DPR: Keputusan pemerintah soal Blok Mahakam tepat



JAKARTA. Keputusan pemerintah untuk memberikan 70% pengelolaan blok Mahakam kepada Pertamina mendapat tanggapan positif dari Dewan Perwakilan Rakyat. Langkah tersebut dianggap sudah tepat dan sesuai dengan komitmen Pemerintah.

Syaikhul Islam Ali, anggota Komisi VII DPR RI mengapresiasi keputusan Pemerintah tersebut. Menurutnya, Pemerintah telah menunjukkan komitmen yang serius untuk mengambil-alih dan mengelola blok Migas yang telah habis kontrak kerjanya. 

“Saya apresiasi keputusan Pemerintah itu. Angka 70% harus dilihat positif karena yang terpenting Pertamina sebagai National Oil Company (NOC) pegang mayoritas,” kata Ali, Rabu (24/6).


Wakil Sekretaris FPKB itu menambahkan, Pemerintah hendaknya tidak hanya mengambil-alih pengelolaan blok Mahakam saja. Tapi blok-blok dan wilayah pertambangan lainnya yang akan habis kontraknya dikelola oleh negara melalui BUMN.

“Tidak hanya blok Mahakam yang kita take over, blok migas dan kontrak kerja pertambangan lainnya yang akan habis kontraknya harus dikelola negara. Nanti BUMN yang ditugasi langsung dalam operasionalnya,” lanjutnya.

Sementara itu, Pengamat Kebijakan Publik, Agus Pambagio mengatakan kebijakan pemerintah ini sudah selayaknya disambut baik oleh Pertamina.

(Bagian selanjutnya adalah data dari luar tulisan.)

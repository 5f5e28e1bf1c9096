//! Combines the three agent results into an executive summary.

use crate::agents::{
    AgentKind, CoachingFeedback, ObjectionAnalysis, ObjectionKind, TranscriptAnalysis,
};
use crate::config::ScoringSettings;
use serde::{Deserialize, Serialize};

/// Coach-facing summary of one call.
#[derive(Debug, Clone, PartialEq, Serialize, Deserialize)]
pub struct ExecutiveSummary {
    /// Weighted blend of engagement and closing scores, 0-10.
    pub overall_score: f64,
    pub what_went_well: Vec<String>,
    pub improvements: Vec<String>,
    /// One line per objection the customer raised.
    pub missed_opportunities: Vec<String>,
    /// Next actions, highest priority first.
    pub recommended_actions: Vec<String>,
    /// Agents whose contribution is a substituted default.
    #[serde(default)]
    pub degraded_agents: Vec<AgentKind>,
}

/// Pure aggregation over agent results.
#[derive(Debug, Clone, Copy, Default)]
pub struct Aggregator {
    weights: ScoringSettings,
}

impl Aggregator {
    pub fn new(weights: ScoringSettings) -> Self {
        Self { weights }
    }

    /// Build the executive summary.
    ///
    /// A missing result stands for an agent that failed; its neutral default
    /// is used in its place and the agent is listed in `degraded_agents`.
    pub fn aggregate(
        &self,
        analysis: Option<&TranscriptAnalysis>,
        feedback: Option<&CoachingFeedback>,
        objections: Option<&ObjectionAnalysis>,
    ) -> ExecutiveSummary {
        let mut degraded_agents = Vec::new();
        if analysis.is_none() {
            degraded_agents.push(AgentKind::TranscriptAnalyzer);
        }
        if feedback.is_none() {
            degraded_agents.push(AgentKind::SalesCoach);
        }
        if objections.is_none() {
            degraded_agents.push(AgentKind::ObjectionExpert);
        }

        let analysis = analysis.cloned().unwrap_or_default();
        let feedback = feedback.cloned().unwrap_or_default();
        let objections = objections.cloned().unwrap_or_default();

        ExecutiveSummary {
            overall_score: self.overall_score(analysis.score, feedback.closing_score),
            what_went_well: feedback.what_went_well,
            improvements: feedback.improvements,
            missed_opportunities: missed_opportunities(&objections.objections_detected),
            recommended_actions: objections.next_actions,
            degraded_agents,
        }
    }

    /// Weighted mean of the two scores, rounded to one decimal.
    pub fn overall_score(&self, engagement: f64, closing: f64) -> f64 {
        let total = self.weights.analyzer_weight + self.weights.closing_weight;
        let (a, c) = if total > 0.0 {
            (
                self.weights.analyzer_weight / total,
                self.weights.closing_weight / total,
            )
        } else {
            let defaults = ScoringSettings::default();
            (defaults.analyzer_weight, defaults.closing_weight)
        };

        let blended = a * engagement + c * closing;
        ((blended * 10.0).round() / 10.0).clamp(0.0, 10.0)
    }
}

/// Aggregate with the default 0.4 / 0.6 weighting.
pub fn aggregate(
    analysis: Option<&TranscriptAnalysis>,
    feedback: Option<&CoachingFeedback>,
    objections: Option<&ObjectionAnalysis>,
) -> ExecutiveSummary {
    Aggregator::default().aggregate(analysis, feedback, objections)
}

fn missed_opportunities(labels: &[String]) -> Vec<String> {
    let mut lines: Vec<String> = Vec::new();
    for label in labels {
        let line = match ObjectionKind::from_label(label) {
            Some(kind) => kind.missed_opportunity().to_string(),
            None => format!("Unresolved {} objection", label.trim()),
        };
        if !lines.contains(&line) {
            lines.push(line);
        }
    }
    lines
}

#[cfg(test)]
mod tests {
    use super::*;

    fn analysis(score: f64) -> TranscriptAnalysis {
        TranscriptAnalysis {
            topics: vec!["pricing".into()],
            customer_needs: vec!["proof of value".into()],
            score,
        }
    }

    fn feedback(closing_score: f64) -> CoachingFeedback {
        CoachingFeedback {
            what_went_well: vec!["Quantified value".into()],
            improvements: vec!["Ask more questions".into()],
            closing_score,
        }
    }

    fn objections() -> ObjectionAnalysis {
        ObjectionAnalysis {
            objections_detected: vec!["budget".into(), "procurement delays".into()],
            next_actions: vec!["Send ROI calculator".into(), "Follow up".into()],
        }
    }

    #[test]
    fn test_overall_score_weighting() {
        let summary = aggregate(Some(&analysis(8.0)), Some(&feedback(6.0)), Some(&objections()));

        assert_eq!(summary.overall_score, 6.8);
        assert_eq!(summary.what_went_well, vec!["Quantified value"]);
        assert_eq!(summary.improvements, vec!["Ask more questions"]);
        assert_eq!(
            summary.recommended_actions,
            vec!["Send ROI calculator", "Follow up"]
        );
        assert!(summary.degraded_agents.is_empty());
    }

    #[test]
    fn test_missed_opportunities_per_objection() {
        let summary = aggregate(Some(&analysis(5.0)), Some(&feedback(5.0)), Some(&objections()));

        assert_eq!(
            summary.missed_opportunities,
            vec![
                ObjectionKind::Budget.missed_opportunity().to_string(),
                "Unresolved procurement delays objection".to_string(),
            ]
        );
    }

    #[test]
    fn test_aggregation_is_pure() {
        let (a, f, o) = (analysis(7.3), feedback(4.1), objections());
        let first = aggregate(Some(&a), Some(&f), Some(&o));
        let second = aggregate(Some(&a), Some(&f), Some(&o));
        assert_eq!(first, second);
    }

    #[test]
    fn test_missing_results_use_neutral_defaults() {
        let summary = aggregate(None, None, None);

        assert_eq!(summary.overall_score, 5.0);
        assert!(summary.what_went_well.is_empty());
        assert!(summary.missed_opportunities.is_empty());
        assert_eq!(summary.degraded_agents, AgentKind::ALL.to_vec());
    }

    #[test]
    fn test_custom_weights_are_normalized() {
        let aggregator = Aggregator::new(ScoringSettings {
            analyzer_weight: 1.0,
            closing_weight: 1.0,
        });
        assert_eq!(aggregator.overall_score(8.0, 4.0), 6.0);
    }
}
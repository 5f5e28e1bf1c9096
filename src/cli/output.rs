//! CLI output formatting utilities.

use crate::agents::AgentKind;
use crate::report::{AgentStatus, AnalysisReport};
use console::style;
use indicatif::{ProgressBar, ProgressStyle};

/// Output helper for CLI formatting.
pub struct Output;

impl Output {
    /// Print an info message.
    pub fn info(msg: &str) {
        println!("{} {}", style(">>").cyan().bold(), msg);
    }

    /// Print a success message.
    pub fn success(msg: &str) {
        println!("{} {}", style(">>").green().bold(), msg);
    }

    /// Print a warning message.
    pub fn warning(msg: &str) {
        eprintln!("{} {}", style(">>").yellow().bold(), msg);
    }

    /// Print an error message.
    pub fn error(msg: &str) {
        eprintln!("{} {}", style(">>").red().bold(), msg);
    }

    /// Print a header.
    pub fn header(msg: &str) {
        println!("\n{}", style(msg).bold().underlined());
    }

    /// Print a key-value pair.
    pub fn kv(key: &str, value: &str) {
        println!("  {}: {}", style(key).dim(), value);
    }

    /// Print a list item.
    pub fn list_item(msg: &str) {
        println!("  {} {}", style("*").cyan(), msg);
    }

    /// Print a 0-10 score, colored by band.
    pub fn score(label: &str, value: f64) {
        let text = format!("{:.1}/10", value);
        let styled = if value >= 7.0 {
            style(text).green().bold()
        } else if value >= 4.0 {
            style(text).yellow().bold()
        } else {
            style(text).red().bold()
        };
        println!("  {}: {}", style(label).dim(), styled);
    }

    /// Print a titled list, or a placeholder when it is empty.
    pub fn section(title: &str, items: &[String]) {
        Self::header(title);
        if items.is_empty() {
            println!("  {}", style("(none)").dim());
        }
        for item in items {
            Self::list_item(item);
        }
    }

    /// Print a human-readable analysis report.
    pub fn report(report: &AnalysisReport) {
        let summary = &report.executive_summary;

        Self::header("Call Analysis");
        Self::kv("File", &format!("{} ({} bytes)", report.filename, report.filesize));
        Self::kv("Analyzed", &report.timestamp.to_rfc3339());
        Self::score("Overall", summary.overall_score);
        Self::score("Engagement", report.agents.transcript_analyzer.result.score);
        Self::score("Closing", report.agents.sales_coach.result.closing_score);

        let analysis = &report.agents.transcript_analyzer.result;
        Self::kv("Topics", &join_or_none(&analysis.topics));
        Self::kv("Customer needs", &join_or_none(&analysis.customer_needs));

        Self::section("What Went Well", &summary.what_went_well);
        Self::section("Improvements", &summary.improvements);
        Self::section("Missed Opportunities", &summary.missed_opportunities);
        Self::section("Recommended Actions", &summary.recommended_actions);

        let agents = [
            (AgentKind::TranscriptAnalyzer, report.agents.transcript_analyzer.status, &report.agents.transcript_analyzer.error),
            (AgentKind::SalesCoach, report.agents.sales_coach.status, &report.agents.sales_coach.error),
            (AgentKind::ObjectionExpert, report.agents.objection_expert.status, &report.agents.objection_expert.error),
        ];
        for (kind, status, error) in agents {
            if status == AgentStatus::Degraded {
                Self::warning(&format!(
                    "{} unavailable, neutral defaults used: {}",
                    kind.title(),
                    error.as_deref().unwrap_or("unknown error")
                ));
            }
        }
    }

    /// Create a spinner.
    pub fn spinner(msg: &str) -> ProgressBar {
        let pb = ProgressBar::new_spinner();
        pb.set_style(
            ProgressStyle::default_spinner()
                .template("{spinner:.green} {msg}")
                .unwrap_or_else(|_| ProgressStyle::default_spinner()),
        );
        pb.set_message(msg.to_string());
        pb.enable_steady_tick(std::time::Duration::from_millis(100));
        pb
    }
}

fn join_or_none(items: &[String]) -> String {
    if items.is_empty() {
        "(none)".to_string()
    } else {
        items.join(", ")
    }
}
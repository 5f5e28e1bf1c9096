//! Analysis agents.
//!
//! Three independent agents each turn a transcript (and, for two of them, a
//! knowledge context) into one structured result:
//!
//! - [`TranscriptAnalyzerAgent`]: topics, customer needs, engagement score
//! - [`SalesCoachAgent`]: strengths, improvements, closing score
//! - [`ObjectionExpertAgent`]: objections and prioritized next actions
//!
//! The default implementations are rule based and deterministic. [`LlmAgent`]
//! provides the same contracts backed by a chat model.

mod analyzer;
mod coach;
pub(crate) mod lexicon;
mod llm;
mod objection;
mod results;

pub use analyzer::TranscriptAnalyzerAgent;
pub use coach::SalesCoachAgent;
pub use llm::LlmAgent;
pub use objection::{ObjectionExpertAgent, ObjectionKind};
pub use results::{
    AgentOutput, AgentResult, CoachingFeedback, ObjectionAnalysis, TranscriptAnalysis,
    NEUTRAL_SCORE,
};

use crate::error::Result;
use crate::knowledge::KnowledgeContext;
use crate::transcription::Transcript;
use async_trait::async_trait;
use serde::{Deserialize, Serialize};

/// Identifies one of the three analysis agents.
#[derive(Debug, Clone, Copy, PartialEq, Eq, Hash, Serialize, Deserialize)]
#[serde(rename_all = "snake_case")]
pub enum AgentKind {
    TranscriptAnalyzer,
    SalesCoach,
    ObjectionExpert,
}

impl AgentKind {
    pub const ALL: [AgentKind; 3] = [
        AgentKind::TranscriptAnalyzer,
        AgentKind::SalesCoach,
        AgentKind::ObjectionExpert,
    ];

    pub fn as_str(&self) -> &'static str {
        match self {
            AgentKind::TranscriptAnalyzer => "transcript_analyzer",
            AgentKind::SalesCoach => "sales_coach",
            AgentKind::ObjectionExpert => "objection_expert",
        }
    }

    /// Human-readable name.
    pub fn title(&self) -> &'static str {
        match self {
            AgentKind::TranscriptAnalyzer => "Transcript Analyzer",
            AgentKind::SalesCoach => "Sales Coach",
            AgentKind::ObjectionExpert => "Objection Expert",
        }
    }
}

impl std::fmt::Display for AgentKind {
    fn fmt(&self, f: &mut std::fmt::Formatter<'_>) -> std::fmt::Result {
        f.write_str(self.as_str())
    }
}

/// Trait for analysis agents.
///
/// Agents receive only read-only inputs and share no state with each other, so
/// the orchestrator may run them in any order or concurrently.
#[async_trait]
pub trait Agent: Send + Sync {
    /// Which result variant this agent produces.
    fn kind(&self) -> AgentKind;

    /// Analyze a transcript. Agents that do not use the knowledge context ignore it.
    async fn run(&self, transcript: &Transcript, knowledge: &KnowledgeContext) -> Result<AgentResult>;
}
//! The analysis report returned for every successful run.

use crate::aggregate::ExecutiveSummary;
use crate::agents::{
    AgentOutput, AgentResult, CoachingFeedback, ObjectionAnalysis, TranscriptAnalysis,
};
use crate::error::Result;
use crate::transcription::Transcript;
use chrono::{DateTime, Utc};
use serde::{Deserialize, Serialize};

/// Caller-supplied metadata about the analyzed file.
#[derive(Debug, Clone, PartialEq, Eq, Serialize, Deserialize)]
pub struct FileMetadata {
    pub name: String,
    pub size_bytes: u64,
}

impl FileMetadata {
    pub fn new(name: impl Into<String>, size_bytes: u64) -> Self {
        Self {
            name: name.into(),
            size_bytes,
        }
    }
}

/// Whether an agent's result in the report is its own.
#[derive(Debug, Clone, Copy, PartialEq, Eq, Serialize, Deserialize)]
#[serde(rename_all = "lowercase")]
pub enum AgentStatus {
    Ok,
    /// The agent failed or timed out and its neutral default was substituted.
    Degraded,
}

/// One agent's slot in the report.
#[derive(Debug, Clone, PartialEq, Serialize, Deserialize)]
pub struct AgentEntry<T> {
    pub status: AgentStatus,
    #[serde(default, skip_serializing_if = "Option::is_none")]
    pub error: Option<String>,
    #[serde(flatten)]
    pub result: T,
}

impl<T: AgentOutput> AgentEntry<T> {
    pub fn ok(result: T) -> Self {
        Self {
            status: AgentStatus::Ok,
            error: None,
            result,
        }
    }

    /// Entry holding the neutral default result.
    pub fn degraded(error: impl Into<String>) -> Self {
        Self {
            status: AgentStatus::Degraded,
            error: Some(error.into()),
            result: T::default(),
        }
    }

    pub fn is_degraded(&self) -> bool {
        self.status == AgentStatus::Degraded
    }

    /// The agent's own result, if it produced one.
    pub fn completed(&self) -> Option<&T> {
        match self.status {
            AgentStatus::Ok => Some(&self.result),
            AgentStatus::Degraded => None,
        }
    }

    /// Turn an agent invocation outcome into a report entry.
    pub(crate) fn settle(outcome: Result<AgentResult>) -> Self {
        match outcome {
            Ok(result) => {
                let produced = result.kind();
                match T::from_result(result) {
                    Some(value) => Self::ok(value),
                    None => Self::degraded(format!(
                        "{} produced a {} result",
                        T::KIND,
                        produced
                    )),
                }
            }
            Err(e) => Self::degraded(e.to_string()),
        }
    }
}

/// Per-agent results, keyed by agent name.
#[derive(Debug, Clone, PartialEq, Serialize, Deserialize)]
pub struct AgentsReport {
    pub transcript_analyzer: AgentEntry<TranscriptAnalysis>,
    pub sales_coach: AgentEntry<CoachingFeedback>,
    pub objection_expert: AgentEntry<ObjectionAnalysis>,
}

/// Complete result of one analysis run.
#[derive(Debug, Clone, PartialEq, Serialize, Deserialize)]
pub struct AnalysisReport {
    /// Completion time of the run.
    pub timestamp: DateTime<Utc>,
    pub filename: String,
    /// Size of the analyzed file in bytes.
    pub filesize: u64,
    pub transcript: Transcript,
    pub agents: AgentsReport,
    pub executive_summary: ExecutiveSummary,
}

impl AnalysisReport {
    /// Whether any agent result in this report is a substituted default.
    pub fn is_degraded(&self) -> bool {
        !self.executive_summary.degraded_agents.is_empty()
    }
}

Untuk itu Badan Usaha Milik Negara (BUMN) migas tersebut harus memiliki persiapan matang dari segala aspek jika nantinya ingin menguasai 100 % pengelolaan Blok Mahakam.

"Saya sebenarnya setuju saja nasionalisasi migas atau tambang apa pun. Tapi tidak harus dipaksa, karena ini terkait hubungan multilateral," kata Agus.

Agus menyarankan agar Pertamina mempersiapkan segala sesuatu untuk mencaplok Blok Mahakam dalam kurun waktu tiga tahun ini. Mulai dari sumber daya manusia, kilang pengolahan gas, sampai pasar penjualan gas tersebut.

Blok Mahakam merupakan salah satu ladang gas terbesar di Indonesia. ‎Pada akhir maka kontrak tahun 2017 diperkirakan masih menyisakan cadangan 2P minyak sebesar 131 juta barel dan cadangan 2P gas sebanyak 3,8 triliun kaki kubik (TCF). Dari jumlah itu diperkirakan sisa cadangan terbukti (P1) gas kurang dari 2 TCF.

"Tidak mudah menangani produksi gas sebesar itu. Buat PT Total E&P Indonesie menguntungkan, tapi belum tentu diambil alih Pertamina menguntungkan kalau mereka tidak siap dengan segala sesuatunya. Jangan sampai pendapatan negara malah turun," tegas Agus.

Persiapan yang dibutuhkan Pertamina dalam mengakuisisi Blok Mahakam, sambung dia, antara lain sumber daya manusia, kekuatan pendanaan karena praktis itu akan menjadi beban perusahaan pelat merah tersebut, dan kilang gas yang sanggup mengolah produksi gas.

Paling penting, tambahnya, mencari jaringan penjualan. Sebab Agus menjelaskan, Pertamina harus memastikan bahwa pasar Total E&P Indonesie mau membeli produksi gas Pertamina dari Blok Mahakam. Gas yang sudah dieksplorasi harus segera dijual.

"Pastikan pasar Total masih mau beli gas kita, ini tidak mudah karena harus dibicarakan lagi karena terkait fee dan mekanisme lain. Jangan sampai kayak gas dari Tangguh, sudah dibawa kapal ke mana-mana tapi Amerika Serikat tidak mau beli karena sudah ada shale gas," tegas dia.